Solved – Mahalanobis distance measure for clustering

clusteringdistancedistance-functionsdistributions

Let's say I have a group of clusters. Would you recommend Mahalanobis distance measure for checking if new arrived data belongs to existing clusters or it is an outlier?

Also, would you recommend this distance measure during clustering and in which cases?

Thanks

Best Answer

This is a multivariate Gaussian:

$$ f(x;\mu,\Sigma) = \frac{1}{\sqrt{(2\pi)^{n}|\Sigma|}}e^{(-\frac{1}{2}(x-\mu)^T\Sigma^{-1}(x-\mu))} $$

Mahalanobis distance is related to the power of the exponential: $$MD = \sqrt{(x-\mu)^T\Sigma^{-1}(x-\mu)}$$

So I would say if your underlying distributions are multivariate gaussians, Mahalanobis distance seems useful. The major problem is estimating the precision matrix $\Sigma^{-1}$ for cases that are high dimensional with few observations.

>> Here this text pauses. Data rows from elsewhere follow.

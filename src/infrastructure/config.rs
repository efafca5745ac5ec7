use serde::Deserialize;
use std::collections::HashMap;
use std::path::Path;

use crate::domain::area::AnalyticsArea;
use crate::domain::filter::{FilterField, FilterState};
use crate::domain::metrics::{MetricConfig, MetricKind, MetricSpec};

#[derive(Debug, Deserialize, Clone)]
pub struct ServerConfig {
    pub server: ServerSettings,
    #[serde(default)]
    pub data: DataSettings,
}

#[derive(Debug, Deserialize, Clone)]
pub struct ServerSettings {
    pub host: String,
    pub port: u16,
}

#[derive(Debug, Deserialize, Clone, Default)]
pub struct DataSettings {
    /// TOML dataset to serve instead of the embedded seed.
    pub path: Option<String>,
}

#[derive(Debug, Deserialize, Clone, Default)]
pub struct WidgetsConfig {
    #[serde(default)]
    pub blocks: AreaWidgets,
    #[serde(default)]
    pub services: AreaWidgets,
    #[serde(default)]
    pub locations: AreaWidgets,
    #[serde(default)]
    pub providers: AreaWidgets,
    #[serde(default)]
    pub turnover: AreaWidgets,
    #[serde(default)]
    pub primetime: AreaWidgets,
}

impl WidgetsConfig {
    pub fn for_area(&self, area: AnalyticsArea) -> &AreaWidgets {
        match area {
            AnalyticsArea::Blocks => &self.blocks,
            AnalyticsArea::Services => &self.services,
            AnalyticsArea::Locations => &self.locations,
            AnalyticsArea::Providers => &self.providers,
            AnalyticsArea::Turnover => &self.turnover,
            AnalyticsArea::Primetime => &self.primetime,
        }
    }
}

#[derive(Debug, Deserialize, Clone, Default)]
pub struct AreaWidgets {
    #[serde(default)]
    pub tiles: Vec<TileConfig>,
    #[serde(default)]
    pub charts: Vec<ChartConfig>,
}

impl AreaWidgets {
    /// One metric per tile, named by the tile id.
    pub fn metric_config(&self) -> MetricConfig {
        self.tiles.iter().fold(MetricConfig::new(), |config, tile| {
            config.with(MetricSpec::new(&tile.id, tile.metric, tile.field.as_deref()))
        })
    }
}

#[derive(Debug, Deserialize, Clone)]
pub struct TileConfig {
    pub id: String,
    pub title: String,
    #[serde(default)]
    pub unit: String,
    #[serde(default = "default_precision")]
    pub precision: usize,
    pub metric: MetricKind,
    #[serde(default)]
    pub field: Option<String>,
}

fn default_precision() -> usize {
    1
}

#[derive(Debug, Deserialize, Clone)]
pub struct ChartConfig {
    pub id: String,
    /// May reference `${hospital}`, `${location}`, `${specialty}`, `${surgeon}`.
    pub title: String,
    pub kind: String,
    pub unit: Option<String>,
    pub y_min: Option<f64>,
    pub y_max: Option<f64>,
    pub fraction_digits: Option<i32>,
    /// Bar charts: record measure plotted per filtered record.
    #[serde(default)]
    pub field: Option<String>,
    /// Line charts: trend metric to plot.
    #[serde(default)]
    pub metric: Option<String>,
    #[serde(default)]
    pub color: Option<String>,
}

pub fn load_server_config() -> anyhow::Result<ServerConfig> {
    let settings = config::Config::builder()
        .add_source(config::File::with_name("config/server"))
        .add_source(config::Environment::with_prefix("OR_ANALYTICS").separator("__"))
        .build()?;

    Ok(settings.try_deserialize()?)
}

const WIDGETS_FILE: &str = "config/widgets.toml";
const BUILT_IN_WIDGETS: &str = include_str!("../../config/widgets.toml");

/// Widgets from `config/widgets.toml`, or the layout compiled into the
/// binary when that file is absent.
pub fn load_widgets_config() -> anyhow::Result<WidgetsConfig> {
    if !Path::new(WIDGETS_FILE).exists() {
        tracing::info!("{} not found, using built-in widget layout", WIDGETS_FILE);
        return parse_widgets_config(BUILT_IN_WIDGETS);
    }
    widgets_from(config::File::with_name("config/widgets"))
}

/// Parse a widgets document held in memory.
pub fn parse_widgets_config(toml: &str) -> anyhow::Result<WidgetsConfig> {
    widgets_from(config::File::from_str(toml, config::FileFormat::Toml))
}

fn widgets_from<S>(source: S) -> anyhow::Result<WidgetsConfig>
where
    S: config::Source + Send + Sync + 'static,
{
    let settings = config::Config::builder().add_source(source).build()?;

    Ok(settings.try_deserialize()?)
}

/// Template variables for the current selection; unset levels read "All".
pub fn filter_vars(filter: &FilterState) -> HashMap<String, String> {
    FilterField::ALL
        .iter()
        .map(|field| {
            let value = filter.value(*field).unwrap_or("All");
            (field.as_str().to_string(), value.to_string())
        })
        .collect()
}

/// Replace `${name}` placeholders in a title string in one pass.
/// Substituted values are never expanded again; unknown names stay as written.
pub fn prepare_title(template: &str, vars: &HashMap<String, String>) -> String {
    let mut result = String::with_capacity(template.len());
    let mut rest = template;

    while let Some(start) = rest.find("${") {
        result.push_str(&rest[..start]);
        let after = &rest[start + 2..];
        match after.find('}') {
            Some(end) => {
                let key = &after[..end];
                match vars.get(key) {
                    Some(value) => result.push_str(value),
                    None => result.push_str(&rest[start..start + 2 + end + 1]),
                }
                rest = &after[end + 1..];
            }
            None => {
                result.push_str(&rest[start..]);
                rest = "";
            }
        }
    }
    result.push_str(rest);
    result
}

#[cfg(test)]
mod tests {
    use super::*;

    #[test]
    fn test_prepare_title() {
        let filter = FilterState::default()
            .select_hospital(Some("MARH".to_string()))
            .select_location(Some("MARH OR".to_string()));
        let vars = filter_vars(&filter);

        let title = "Utilization at ${location} (${hospital}) for ${specialty}";
        let result = prepare_title(title, &vars);

        assert_eq!(result, "Utilization at MARH OR (MARH) for All");
    }

    #[test]
    fn test_prepare_title_does_not_expand_substituted_values() {
        let filter = FilterState::default()
            .select_hospital(Some("${location}".to_string()))
            .select_location(Some("MARH OR".to_string()));
        let vars = filter_vars(&filter);

        let result = prepare_title("${hospital} / ${location} / ${room} / ${open", &vars);

        assert_eq!(result, "${location} / MARH OR / ${room} / ${open");
    }

    #[test]
    fn test_parse_widgets_config() {
        let widgets = parse_widgets_config(
            r#"
            [[blocks.tiles]]
            id = "release_rate"
            title = "Release Rate"
            unit = "%"
            metric = "rate"
            field = "released"

            [[blocks.tiles]]
            id = "total_blocks"
            title = "Blocks"
            precision = 0
            metric = "count"

            [[blocks.charts]]
            id = "block_utilization"
            title = "Blocks at ${location}"
            kind = "bar"
            unit = "%"
            field = "utilization"
            "#,
        )
        .unwrap();

        let blocks = widgets.for_area(AnalyticsArea::Blocks);
        assert_eq!(blocks.tiles.len(), 2);
        assert_eq!(blocks.tiles[0].precision, 1);
        assert_eq!(blocks.charts[0].field.as_deref(), Some("utilization"));
        assert!(widgets.for_area(AnalyticsArea::Providers).tiles.is_empty());

        let metrics = blocks.metric_config();
        assert_eq!(metrics.metrics[0].kind, MetricKind::Rate);
        assert_eq!(metrics.metrics[1].name, "total_blocks");
    }

    #[test]
    fn test_load_widgets_config_matches_built_in_layout() {
        let loaded = load_widgets_config().unwrap();
        let built_in = parse_widgets_config(BUILT_IN_WIDGETS).unwrap();
        for area in AnalyticsArea::ALL {
            assert_eq!(
                loaded.for_area(area).tiles.len(),
                built_in.for_area(area).tiles.len(),
                "{} tiles differ",
                area
            );
        }
    }

    #[test]
    fn test_shipped_widgets_config_parses() {
        let widgets = parse_widgets_config(include_str!("../../config/widgets.toml")).unwrap();
        for area in AnalyticsArea::ALL {
            assert!(!widgets.for_area(area).tiles.is_empty(), "{} has no tiles", area);
        }
    }
}
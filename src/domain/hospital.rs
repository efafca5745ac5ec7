// Hospital domain model
use serde::{Deserialize, Serialize};

#[derive(Debug, Clone, PartialEq, Serialize, Deserialize)]
pub struct Hospital {
    pub id: String,
    pub name: String,
}
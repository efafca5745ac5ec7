// Location domain model - an OR suite within a hospital
use serde::{Deserialize, Serialize};

use super::filter::{FilterField, Filterable};
use super::metrics::Measurable;

#[derive(Debug, Clone, Default, PartialEq, Serialize, Deserialize)]
#[serde(default)]
pub struct Location {
    pub name: String,
    pub hospital_id: String,
    pub specialties: Vec<String>,
    pub in_block_utilization: f64,
    pub total_block_utilization: f64,
    pub non_prime_percentage: f64,
    pub cases: u32,
}

impl Filterable for Location {
    fn field_values(&self, field: FilterField) -> Vec<&str> {
        match field {
            FilterField::Hospital => vec![self.hospital_id.as_str(), self.name.as_str()],
            FilterField::Location => vec![self.name.as_str()],
            FilterField::Specialty => self.specialties.iter().map(String::as_str).collect(),
            FilterField::Surgeon => Vec::new(),
        }
    }
}

impl Measurable for Location {
    fn label(&self) -> &str {
        &self.name
    }

    fn measure(&self, field: &str) -> Option<f64> {
        match field {
            "in_block_utilization" | "utilization" => Some(self.in_block_utilization),
            "total_block_utilization" => Some(self.total_block_utilization),
            "non_prime_percentage" => Some(self.non_prime_percentage),
            "cases" => Some(self.cases as f64),
            _ => None,
        }
    }
}
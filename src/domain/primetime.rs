// Primetime domain model - prime-time usage per provider group
use serde::{Deserialize, Serialize};

use super::filter::{FilterField, Filterable, MatchRule};
use super::metrics::Measurable;

#[derive(Debug, Clone, Default, PartialEq, Serialize, Deserialize)]
#[serde(default)]
pub struct PrimetimeGroup {
    pub name: String,
    pub service: String,
    pub site: String,
    pub prime_time_utilization: f64,
    pub non_prime_time_percentage: f64,
    pub total_cases: u32,
    pub cases_in_prime_time: u32,
    pub cases_in_non_prime_time: u32,
}

impl PrimetimeGroup {
    /// Share of cases that started inside prime time; 0 without cases.
    pub fn prime_time_case_share(&self) -> f64 {
        if self.total_cases == 0 {
            0.0
        } else {
            self.cases_in_prime_time as f64 / self.total_cases as f64 * 100.0
        }
    }
}

impl Filterable for PrimetimeGroup {
    fn field_values(&self, field: FilterField) -> Vec<&str> {
        match field {
            FilterField::Hospital | FilterField::Location => vec![self.site.as_str()],
            FilterField::Specialty => vec![self.service.as_str()],
            FilterField::Surgeon => vec![self.name.as_str()],
        }
    }

    // Service names are long-form ("Orthopaedic Surgery").
    fn match_rule(&self, field: FilterField) -> MatchRule {
        match field {
            FilterField::Specialty => MatchRule::Contains,
            other => other.default_rule(),
        }
    }
}

impl Measurable for PrimetimeGroup {
    fn label(&self) -> &str {
        &self.name
    }

    fn measure(&self, field: &str) -> Option<f64> {
        match field {
            "prime_time_utilization" | "utilization" => Some(self.prime_time_utilization),
            "non_prime_time_percentage" => Some(self.non_prime_time_percentage),
            "total_cases" | "cases" => Some(self.total_cases as f64),
            "cases_in_prime_time" => Some(self.cases_in_prime_time as f64),
            "cases_in_non_prime_time" => Some(self.cases_in_non_prime_time as f64),
            "prime_time_case_share" => Some(self.prime_time_case_share()),
            _ => None,
        }
    }
}

#[cfg(test)]
mod tests {
    use super::*;
    use crate::domain::filter::{filter_entities, FilterState};

    fn group(name: &str, service: &str, site: &str) -> PrimetimeGroup {
        PrimetimeGroup {
            name: name.to_string(),
            service: service.to_string(),
            site: site.to_string(),
            total_cases: 73,
            cases_in_prime_time: 62,
            ..Default::default()
        }
    }

    #[test]
    fn test_service_and_site_filters() {
        let groups = vec![
            group("WASSER, SAMUEL", "Bariatrics", "MEMH OR"),
            group("VIRTUA OB/GYN - VOORHEES", "Obstetrics and Gynecology", "VORH Main OR"),
            group("VIRTUA RECONSTRUCTIVE ORTHOPEDICS - VOORHEES", "Orthopaedic Surgery", "VORH Main OR"),
        ];

        let vorh_ortho = FilterState::default()
            .select_hospital(Some("vorh".to_string()))
            .select_specialty(Some("orthopaedic".to_string()));
        let matched = filter_entities(&groups, &vorh_ortho);
        assert_eq!(matched.len(), 1);
        assert_eq!(matched[0].service, "Orthopaedic Surgery");
    }

    #[test]
    fn test_prime_time_case_share() {
        let wasser = group("WASSER, SAMUEL", "Bariatrics", "MEMH OR");
        assert!((wasser.prime_time_case_share() - 84.93).abs() < 0.01);

        let empty = PrimetimeGroup::default();
        assert_eq!(empty.prime_time_case_share(), 0.0);
        assert_eq!(empty.measure("prime_time_case_share"), Some(0.0));
    }
}
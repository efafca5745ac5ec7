// Display helpers for metric values
use serde::Serialize;

pub fn format_value(value: f64, precision: usize, unit: &str) -> String {
    match unit {
        "%" => format!("{:.*}%", precision, value),
        "" => format!("{:.*}", precision, value),
        unit => format!("{:.*} {}", precision, value, unit),
    }
}

/// Colour band for a utilization percentage.
#[derive(Debug, Clone, Copy, PartialEq, Eq, Serialize)]
#[serde(rename_all = "snake_case")]
pub enum UtilizationBand {
    Low,
    Medium,
    High,
    Optimal,
}

impl UtilizationBand {
    pub fn from_value(value: f64) -> Self {
        if value < 50.0 {
            UtilizationBand::Low
        } else if value < 70.0 {
            UtilizationBand::Medium
        } else if value < 85.0 {
            UtilizationBand::High
        } else {
            UtilizationBand::Optimal
        }
    }

    pub fn color(&self) -> &'static str {
        match self {
            UtilizationBand::Low => "#ef4444",
            UtilizationBand::Medium => "#f59e0b",
            UtilizationBand::High => "#10b981",
            UtilizationBand::Optimal => "#3b82f6",
        }
    }
}
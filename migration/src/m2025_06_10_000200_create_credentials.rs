//! Migration to create the credentials table.
//!
//! Stores one sealed platform access token per (creator, platform) pair,
//! together with refresh bookkeeping used by the token refresh job.

use sea_orm_migration::prelude::*;

#[derive(DeriveMigrationName)]
pub struct Migration;

#[async_trait::async_trait]
impl MigrationTrait for Migration {
    async fn up(&self, manager: &SchemaManager) -> Result<(), DbErr> {
        manager
            .create_table(
                Table::create()
                    .table(Credentials::Table)
                    .if_not_exists()
                    .col(
                        ColumnDef::new(Credentials::Id)
                            .uuid()
                            .not_null()
                            .primary_key(),
                    )
                    .col(ColumnDef::new(Credentials::CreatorId).uuid().not_null())
                    .col(ColumnDef::new(Credentials::Platform).text().not_null())
                    .col(
                        ColumnDef::new(Credentials::AccessTokenCiphertext)
                            .binary()
                            .not_null(),
                    )
                    .col(
                        ColumnDef::new(Credentials::RefreshTokenCiphertext)
                            .binary()
                            .null(),
                    )
                    .col(
                        ColumnDef::new(Credentials::ExpiresAt)
                            .timestamp_with_time_zone()
                            .null(),
                    )
                    .col(ColumnDef::new(Credentials::Scopes).json_binary().null())
                    .col(
                        ColumnDef::new(Credentials::Status)
                            .text()
                            .not_null()
                            .default("active"),
                    )
                    .col(
                        ColumnDef::new(Credentials::RefreshFailureCount)
                            .integer()
                            .not_null()
                            .default(0),
                    )
                    .col(
                        ColumnDef::new(Credentials::ConnectedAt)
                            .timestamp_with_time_zone()
                            .not_null()
                            .default(Expr::current_timestamp()),
                    )
                    .col(
                        ColumnDef::new(Credentials::CreatedAt)
                            .timestamp_with_time_zone()
                            .not_null()
                            .default(Expr::current_timestamp()),
                    )
                    .col(
                        ColumnDef::new(Credentials::UpdatedAt)
                            .timestamp_with_time_zone()
                            .not_null()
                            .default(Expr::current_timestamp()),
                    )
                    .foreign_key(
                        ForeignKey::create()
                            .name("fk_credentials_creator_id")
                            .from(Credentials::Table, Credentials::CreatorId)
                            .to(Creators::Table, Creators::Id)
                            .on_delete(ForeignKeyAction::Cascade),
                    )
                    .to_owned(),
            )
            .await?;

        manager
            .create_index(
                Index::create()
                    .name("idx_credentials_creator_platform")
                    .table(Credentials::Table)
                    .col(Credentials::CreatorId)
                    .col(Credentials::Platform)
                    .unique()
                    .to_owned(),
            )
            .await?;

        // Refresh job scans active credentials ordered by expiry
        manager
            .create_index(
                Index::create()
                    .name("idx_credentials_status_expires")
                    .table(Credentials::Table)
                    .col(Credentials::Status)
                    .col(Credentials::ExpiresAt)
                    .to_owned(),
            )
            .await?;

        Ok(())
    }

    async fn down(&self, manager: &SchemaManager) -> Result<(), DbErr> {
        manager
            .drop_index(
                Index::drop()
                    .name("idx_credentials_creator_platform")
                    .to_owned(),
            )
            .await?;

        manager
            .drop_index(
                Index::drop()
                    .name("idx_credentials_status_expires")
                    .to_owned(),
            )
            .await?;

        manager
            .drop_table(Table::drop().table(Credentials::Table).to_owned())
            .await
    }
}

#[derive(DeriveIden)]
enum Credentials {
    Table,
    Id,
    CreatorId,
    Platform,
    AccessTokenCiphertext,
    RefreshTokenCiphertext,
    ExpiresAt,
    Scopes,
    Status,
    RefreshFailureCount,
    ConnectedAt,
    CreatedAt,
    UpdatedAt,
}

#[derive(DeriveIden)]
enum Creators {
    Table,
    Id,
}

If you have no choice but to perform automated outlier detection, then there are some nice interpretable qualities about MD. In the univariate case, this normalized distance is equivalent to the number of standard deviations from the mean. If your data is indeed normal, it's common to call the points that are '$n$' standard deviations from the mean as outliers ($ MD > n$). If you choose $n=2$ as the outlier threshold, you would be rejecting points that exceed the 95 percentile of the underlying distribution in the univariate case (approximately).

In the multivariate case, the curse of dimensionality comes into play. If you wanted to keep the 95 percentile rule, you would need to reject data based on the quantile of a $\chi$ distribution, as explained here.